Ari Rockefeller presents New York Anime Fest 2010 — I Want to Be a Part of It

Traveling up to New York City to meet friends living in the area isn’t always an easy for me. The trek to the city from South Jersey can take two hours if I’m lucky enough that the roads up in north Jersey have been completely abandoned. The further north you go and the closer you get to the city, the more the roads resemble a parking lot…a parking lot where everyone is idling in their cars, but a parking lot nevertheless. To say nothing about the paradoxical sentiment that no one drives in New York City because there’s too much traffic.

So what do I do to get to NYC? I spring for a bus ticket (about $35 round trip off of Greyhound) and ride a bus up to the big apple, sparing myself the cost of gas, tolls and miles on my car. It’s much less of a hassle, moving luggage through the subway system notwithstanding. I arrived at my friend’s apartment in the dead of night and got very little sleep before waking up early, getting into cosplay and trekking through New York City on my way to the Javits Center for the convention; in short, typical start to a con.

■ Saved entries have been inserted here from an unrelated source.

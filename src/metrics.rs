use std::sync::atomic::{AtomicU64, Ordering};
use std::time::Duration;

/// A 'snapshot' of a heap's allocation and collection counters.
///
/// Obtained by calling [`crate::Heap::metrics`].
#[derive(Clone, Debug, Default)]
pub struct HeapMetrics {
    pub heap_id: u64,
    /// Number of arenas currently chained to the heap.
    pub arenas: usize,
    /// Bytes mapped for allocation across all arenas.
    pub bytes_reserved: usize,
    /// Bytes handed out across all arenas.
    pub bytes_used: usize,
    /// Allocations since the last collection.
    pub alloc_count: u64,
    /// Allocations over the heap's lifetime.
    pub total_alloc_count: u64,
    /// Records that survived the last collection.
    pub inherit_count: u64,
    /// Number of collections that have occured.
    pub collections: u64,
    pub last_collect_time: Duration,
    /// Average time that takes for a collection to complete.
    pub avg_collect_time: Duration,
}

/// Collection counters that are updated from the collector and read
/// concurrently by metrics snapshots.
#[derive(Debug, Default)]
pub(crate) struct CollectCounters {
    pub collections: AtomicU64,
    pub last_collect_nanos: AtomicU64,
    pub avg_collect_nanos: AtomicU64,
}

impl CollectCounters {
    pub fn record(&self, elapsed: Duration) {
        let nanos = elapsed.as_nanos() as u64;
        let sample = self.collections.fetch_add(1, Ordering::Relaxed) + 1;

        self.last_collect_nanos.store(nanos, Ordering::Relaxed);
        update_avg_u64(&self.avg_collect_nanos, nanos, sample);
    }

    pub fn collections(&self) -> u64 {
        self.collections.load(Ordering::Relaxed)
    }

    pub fn last(&self) -> Duration {
        Duration::from_nanos(self.last_collect_nanos.load(Ordering::Relaxed))
    }

    pub fn avg(&self) -> Duration {
        Duration::from_nanos(self.avg_collect_nanos.load(Ordering::Relaxed))
    }
}

pub fn update_avg_u64(running_avg: &AtomicU64, new_value: u64, sample_size: u64) {
    let sample_size = sample_size.max(1);
    let avg = running_avg.load(Ordering::Relaxed);
    let update = new_value.abs_diff(avg) / sample_size;
    let new_avg = if new_value >= avg {
        avg + update
    } else {
        avg - update
    };

    running_avg.store(new_avg, Ordering::Relaxed);
}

One of the first things I noticed when coming into the convention center is that two conventions were advertised: New York Anime Fest and New York Comic Con. Financially it seemed like a sound idea—put them in the same building at the same time to cut costs. It wouldn’t be until later, as the weekend progressed, that it turned into a logistical nightmare.
The first few hours were actually pretty peaceful. One of the first things I found was the game demo area, where I got my hands on several upcoming titles. First was Marvel Super Hero Squad. The gameplay and design was similar to the various Lego-themed games (Batman, Indiana Jones, Harry Potter, etc.) but with cartoony, almost super-deformed versions of Marvel characters, and instead of Lego bricks, you’re running around picking up gemstones. The plot has a few allusions to the Infinity Gauntlet storyline, which doesn’t mesh entirely too well with the TV-PG aspects of the Superhero Squad series, especially when you have Iron Man and Hulk trading childish insults with Dr. Doom and Super Skrull.

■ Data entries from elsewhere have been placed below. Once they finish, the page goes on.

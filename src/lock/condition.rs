use super::mutex::{Mutex, MutexGuard};
use super::{block_on, other_held, push_held, remove_held, LockKind};
use crate::error::LockError;
use crate::safepoint::current_thread_id;
use std::mem;
use std::panic::Location;
use std::sync::atomic::{AtomicUsize, Ordering};
use std::sync::Arc;
use std::time::Duration;

type PreNotify = Box<dyn Fn(usize) + Send + Sync>;

struct ConditionInner {
    mutex: Mutex,
    cv: parking_lot::Condvar,
    aux: AtomicUsize,
    pre_notify: parking_lot::Mutex<Option<PreNotify>>,
}

/// A condition variable bundled with the mutex it waits on.
///
/// Waiting requires holding the condition's lock and nothing else: a
/// native wait only gives up one mutex, so any other lock the waiter held
/// would stay locked while it sleeps.
#[derive(Clone)]
pub struct Condition {
    inner: Arc<ConditionInner>,
}

impl Condition {
    #[track_caller]
    pub fn new(name: &str) -> Self {
        Self {
            inner: Arc::new(ConditionInner {
                mutex: Mutex::with_kind(LockKind::Condition, name, Location::caller()),
                cv: parking_lot::Condvar::new(),
                aux: AtomicUsize::new(0),
                pre_notify: parking_lot::Mutex::new(None),
            }),
        }
    }

    pub fn name(&self) -> &str {
        self.inner.mutex.name()
    }

    #[track_caller]
    pub fn acquire(&self) {
        self.inner.mutex.acquire();
    }

    #[track_caller]
    pub fn try_acquire(&self) -> bool {
        self.inner.mutex.try_acquire()
    }

    #[track_caller]
    pub fn release(&self) {
        self.inner.mutex.release();
    }

    #[track_caller]
    pub fn guard(&self) -> MutexGuard<'_> {
        self.inner.mutex.guard()
    }

    pub fn is_held_by_current_thread(&self) -> bool {
        self.inner.mutex.is_held_by_current_thread()
    }

    /// The value passed to the most recent notify.
    pub fn aux(&self) -> usize {
        self.inner.aux.load(Ordering::Acquire)
    }

    /// Installs a callback run with the aux value just before each notify.
    pub fn set_pre_notify(&self, f: impl Fn(usize) + Send + Sync + 'static) {
        *self.inner.pre_notify.lock() = Some(Box::new(f));
    }

    #[track_caller]
    fn pre_wait(&self) -> u32 {
        let mutex = &self.inner.mutex.inner;

        if !mutex.info.owned_by_current_thread() {
            mutex.info.fatal("condition wait without holding its lock");
        }

        if other_held(mutex.info.id()) > 0 {
            mutex.info.fatal("condition wait while holding other locks");
        }

        let level = mutex.info.level();

        mutex.info.set_level(0);
        mutex.info.set_owner(None);
        remove_held(mutex.info.id());

        level
    }

    fn post_wait(&self, level: u32) {
        let mutex = &self.inner.mutex.inner;

        mutex.info.set_owner(Some(current_thread_id()));
        mutex.info.set_level(level);
        push_held(mutex.clone());
    }

    /// Waits for a notify. The lock is held again, at the same nesting
    /// level, when this returns.
    #[track_caller]
    pub fn wait(&self) {
        let site = Location::caller();
        let level = self.pre_wait();
        let mutex = &self.inner.mutex.inner;

        block_on(&mutex.info, site, || unsafe {
            let mut guard = mutex.raw.make_guard_unchecked();
            self.inner.cv.wait(&mut guard);
            mem::forget(guard);
        });

        self.post_wait(level);
    }

    /// Like [`Condition::wait`] but gives up after `timeout`. Returns
    /// `true` if it timed out.
    #[track_caller]
    pub fn timed_wait(&self, timeout: Duration) -> bool {
        let site = Location::caller();
        let level = self.pre_wait();
        let mutex = &self.inner.mutex.inner;

        let timed_out = block_on(&mutex.info, site, || unsafe {
            let mut guard = mutex.raw.make_guard_unchecked();
            let result = self.inner.cv.wait_for(&mut guard, timeout);
            mem::forget(guard);
            result.timed_out()
        });

        self.post_wait(level);
        timed_out
    }

    #[track_caller]
    pub fn wait_then_unlock(&self) {
        self.wait();
        self.release();
    }

    fn pre_notify(&self, aux: usize) -> Result<(), LockError> {
        if !self.is_held_by_current_thread() {
            return Err(LockError::NotHeld);
        }

        self.inner.aux.store(aux, Ordering::Release);

        if let Some(f) = self.inner.pre_notify.lock().as_ref() {
            f(aux);
        }

        Ok(())
    }

    pub fn notify_one(&self, aux: usize) -> Result<(), LockError> {
        self.pre_notify(aux)?;
        self.inner.cv.notify_one();
        Ok(())
    }

    pub fn notify_all(&self, aux: usize) -> Result<(), LockError> {
        self.pre_notify(aux)?;
        self.inner.cv.notify_all();
        Ok(())
    }
}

While I’m on the subject of Marvel, I made a beeline for the Marvel vs. Capcom 3 demo area soon after, which had a pretty decent line of people waiting to play. There were about 20 characters available to play as, ten for each side (I think Capcom had one less, though). MvC3 standouts such as Deadpool, Dante and Chun-Li saw plenty of play time, while newcomer Super Skrull was tearing it up when in the right hands. I battled to a time limit loss in my battle; I understand that there are (usually much) better gamers than me out there, but I felt I was at a disadvantage, because I didn’t learn about the drastic change in the game’s control scheme until I had the arcade stick in my hands. See, Capcom uses the familiar six-button layout – PL PM PH KL KM KH – for its fighting games. For Marvel vs. Capcom 2, they switched out the medium attacks for two assist buttons, resulting in the control scheme we all know and love – PL PH A1 KL KH A2. But Marvel took the control scheme from Tatsunoko vs. Capcom and modified it for MvC3, giving it two assists and an “exchange” button which kinda acts like a universal launcher/combo set-up – ATKL ATKM ATKH AS1 AS2 EX. The end result was a lot of awkward button pressing on my part, making me feel like a n00b all over again. It was pretty embarrassing. 

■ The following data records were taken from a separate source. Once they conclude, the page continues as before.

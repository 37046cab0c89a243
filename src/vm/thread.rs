use super::{Value, Vm, VmFrame};
use crate::error::VmError;
use crate::heap::{Heap, Roots};
use crate::runtime::StackRegistration;
use crate::scan::ScanPolicy;
use std::ptr::NonNull;
use std::sync::atomic::{AtomicUsize, Ordering};
use std::sync::Arc;

const NUM_REGISTERS: usize = 4;

/// One thread of VM execution.
///
/// The value stack grows down from `stack.len()`. A call pushes the
/// caller's `pc << 32 | module` word and then the caller's frame pointer;
/// the new frame pointer is the slot holding the latter, so arguments sit
/// at positive offsets from it and locals at negative ones.
///
/// The stack is scanned as a root range by every collection of the
/// runtime, and the registers are roots of the thread's own heap.
pub struct VmThread {
    vm: Arc<Vm>,
    heap: Arc<Heap>,
    stack: Box<[AtomicUsize]>,
    _registration: StackRegistration,
    registers: Roots,
    frames: Vec<VmFrame>,
    sp: usize,
    fp: usize,
    pc: u32,
    current_module: u32,
    max_depth: usize,
    running: bool,
    error: bool,
}

impl VmThread {
    pub fn new(vm: &Arc<Vm>) -> Self {
        let runtime = vm.runtime();
        let config = runtime.config();
        let heap = runtime.new_named_heap("vm thread", config.scratch_heap_size);
        let stack: Box<[AtomicUsize]> = (0..config.vm_stack_size.max(2)).map(|_| AtomicUsize::new(0)).collect();
        let registration = runtime.register_stack(stack.as_ptr(), stack.len());
        let registers = heap.roots(NUM_REGISTERS);
        let sp = stack.len();

        VmThread {
            vm: vm.clone(),
            heap,
            _registration: registration,
            registers,
            frames: Vec::new(),
            sp,
            fp: sp,
            pc: 0,
            current_module: vm.object_file().entry,
            max_depth: config.max_call_depth,
            running: false,
            error: false,
            stack,
        }
    }

    pub fn vm(&self) -> &Arc<Vm> {
        &self.vm
    }

    pub fn heap(&self) -> &Arc<Heap> {
        &self.heap
    }

    pub fn pc(&self) -> u32 {
        self.pc
    }

    pub fn set_pc(&mut self, pc: u32) {
        self.pc = pc;
    }

    pub fn current_module(&self) -> u32 {
        self.current_module
    }

    pub fn is_running(&self) -> bool {
        self.running
    }

    pub fn set_running(&mut self, running: bool) {
        self.running = running;
    }

    /// Set once any stack or call operation on this thread has failed.
    pub fn has_error(&self) -> bool {
        self.error
    }

    pub fn clear_error(&mut self) {
        self.error = false;
    }

    fn failed<T>(&mut self, err: VmError) -> Result<T, VmError> {
        self.error = true;
        Err(err)
    }

    /// Number of values on the stack.
    pub fn stack_len(&self) -> usize {
        self.stack.len() - self.sp
    }

    fn slot(&self, idx: usize) -> Value {
        Value::from_raw(self.stack[idx].load(Ordering::Relaxed) as u64)
    }

    fn set_slot(&self, idx: usize, v: Value) {
        self.stack[idx].store(v.raw() as usize, Ordering::Relaxed);
    }

    pub fn push(&mut self, v: Value) -> Result<(), VmError> {
        if self.sp == 0 {
            return self.failed(VmError::StackOverflow);
        }

        self.sp -= 1;
        self.set_slot(self.sp, v);
        Ok(())
    }

    pub fn pop(&mut self) -> Result<Value, VmError> {
        let v = self.peek(0)?;

        self.set_slot(self.sp, Value::ZERO);
        self.sp += 1;
        Ok(v)
    }

    /// The value `n` slots below the top.
    pub fn peek(&mut self, n: usize) -> Result<Value, VmError> {
        if n >= self.stack_len() {
            return self.failed(VmError::StackUnderflow);
        }

        Ok(self.slot(self.sp + n))
    }

    pub fn dup_top(&mut self) -> Result<(), VmError> {
        let top = self.peek(0)?;

        self.push(top)
    }

    pub fn swap(&mut self) -> Result<(), VmError> {
        let a = self.peek(0)?;
        let b = self.peek(1)?;

        self.set_slot(self.sp, b);
        self.set_slot(self.sp + 1, a);
        Ok(())
    }

    /// Reserves `n` zeroed slots, or drops `-n` values.
    pub fn move_sp(&mut self, n: isize) -> Result<(), VmError> {
        if n >= 0 {
            let n = n as usize;

            if n > self.sp {
                return self.failed(VmError::StackOverflow);
            }
            for idx in self.sp - n..self.sp {
                self.set_slot(idx, Value::ZERO);
            }
            self.sp -= n;
        } else {
            let n = n.unsigned_abs();

            if n > self.stack_len() {
                return self.failed(VmError::StackUnderflow);
            }
            for idx in self.sp..self.sp + n {
                self.set_slot(idx, Value::ZERO);
            }
            self.sp += n;
        }

        Ok(())
    }

    fn local_index(&mut self, n: isize) -> Result<usize, VmError> {
        if self.frames.is_empty() {
            return self.failed(VmError::NoFrame);
        }

        match (self.fp as isize).checked_sub(n) {
            Some(idx) if idx >= self.sp as isize && (idx as usize) < self.stack.len() => Ok(idx as usize),
            _ => self.failed(VmError::LocalOutOfRange(n)),
        }
    }

    /// Slot `fp - n` of the current frame: locals for positive `n`,
    /// arguments for `n <= -2`.
    pub fn local(&mut self, n: isize) -> Result<Value, VmError> {
        let idx = self.local_index(n)?;

        Ok(self.slot(idx))
    }

    pub fn set_local(&mut self, n: isize, v: Value) -> Result<(), VmError> {
        let idx = self.local_index(n)?;

        self.set_slot(idx, v);
        Ok(())
    }

    pub fn register(&self, n: usize) -> Result<Value, VmError> {
        if n >= NUM_REGISTERS {
            return Err(VmError::BadRegister(n));
        }

        Ok(Value::from_ptr(self.registers.get(n)))
    }

    pub fn set_register(&mut self, n: usize, v: Value) -> Result<(), VmError> {
        if n >= NUM_REGISTERS {
            return self.failed(VmError::BadRegister(n));
        }

        self.registers.set(n, v.as_ptr::<u8>());
        Ok(())
    }

    fn enter(&mut self, frame: VmFrame) -> Result<(), VmError> {
        if self.frames.len() >= self.max_depth {
            return self.failed(VmError::CallDepthExceeded { max: self.max_depth });
        }

        if self.sp < 2 {
            return self.failed(VmError::StackOverflow);
        }

        let saved = (self.pc as u64) << 32 | self.current_module as u64;

        self.push(Value::from_uint(saved))?;
        self.push(Value::from_uint(self.fp as u64))?;
        self.fp = self.sp;
        self.frames.push(frame);
        Ok(())
    }

    /// Calls function `ix` from source line `line`, reserving its frame.
    pub fn call(&mut self, ix: usize, line: u32) -> Result<(), VmError> {
        let (module, offset, frame_size) = match self.vm.object_file().function(ix) {
            Ok(f) => (f.module, f.offset, f.frame_size),
            Err(e) => return self.failed(e),
        };

        self.enter(VmFrame {
            call_module: self.current_module,
            call_line: line,
            target_module: module,
            target_fn: Some(ix),
            target_line: 0,
            pc: self.pc,
        })?;

        self.pc = offset;
        self.current_module = module;

        if let Err(e) = self.move_sp(frame_size as isize) {
            self.ret()?;
            return Err(e);
        }

        Ok(())
    }

    /// Runs module `module`'s top level as a call.
    pub fn call_module(&mut self, module: u32, line: u32) -> Result<(), VmError> {
        if let Err(e) = self.vm.object_file().module(module) {
            return self.failed(e);
        }

        self.enter(VmFrame {
            call_module: self.current_module,
            call_line: line,
            target_module: module,
            target_fn: None,
            target_line: 0,
            pc: self.pc,
        })?;

        self.pc = 0;
        self.current_module = module;
        Ok(())
    }

    /// Unwinds the current frame, restoring the caller's pc, module and
    /// frame pointer. Return values travel in `r0`.
    pub fn ret(&mut self) -> Result<(), VmError> {
        if self.frames.is_empty() {
            return self.failed(VmError::NoFrame);
        }

        for idx in self.sp..self.fp {
            self.set_slot(idx, Value::ZERO);
        }

        self.sp = self.fp;

        let saved_fp = self.pop()?.as_uint() as usize;
        let saved = self.pop()?.as_uint();

        self.fp = saved_fp;
        self.pc = (saved >> 32) as u32;
        self.current_module = saved as u32;
        self.frames.pop();
        Ok(())
    }

    pub fn current_frame(&self) -> Option<&VmFrame> {
        self.frames.last()
    }

    pub fn frames(&self) -> &[VmFrame] {
        &self.frames
    }

    pub fn depth(&self) -> usize {
        self.frames.len()
    }

    /// Allocates from this thread's heap. Raw pointers to earlier
    /// allocations only stay valid if they are kept on the stack, in a
    /// register or in another root.
    #[track_caller]
    pub fn alloc(&mut self, len: usize, policy: ScanPolicy) -> NonNull<u8> {
        self.heap.alloc(len, policy)
    }
}

impl Drop for VmThread {
    fn drop(&mut self) {
        self.vm.runtime().delete_heap(&self.heap);
    }
}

Thankfully, the next game I played served as a much-needed palate cleanser. Goldeneye 007, the game based on the James Bond film of the same name, is returning to the Wii, and for people who played the Nintendo 64 version, we couldn’t be happier. It’s a remake of the aforementioned N64 version, although Daniel Craig is Bond here instead of Pierce Brosnan. What a shame. On the plus side, Judi Dench is voicing her character M, in all her sarcastic, deadpan glory. The game promises 8-player multiplayer, but there was only one Wii set up running it, so we had to settle for 4-player. The characters are from various Bond movies, not just Goldeneye. I for one had lots of fun shooting people as Boris, especially once I got my hands on the Golden Gun. And yes, I did bust out Boris’s famous “Yes! I am invincible!” line in the cheesiest Russian accent I could muster. Good times.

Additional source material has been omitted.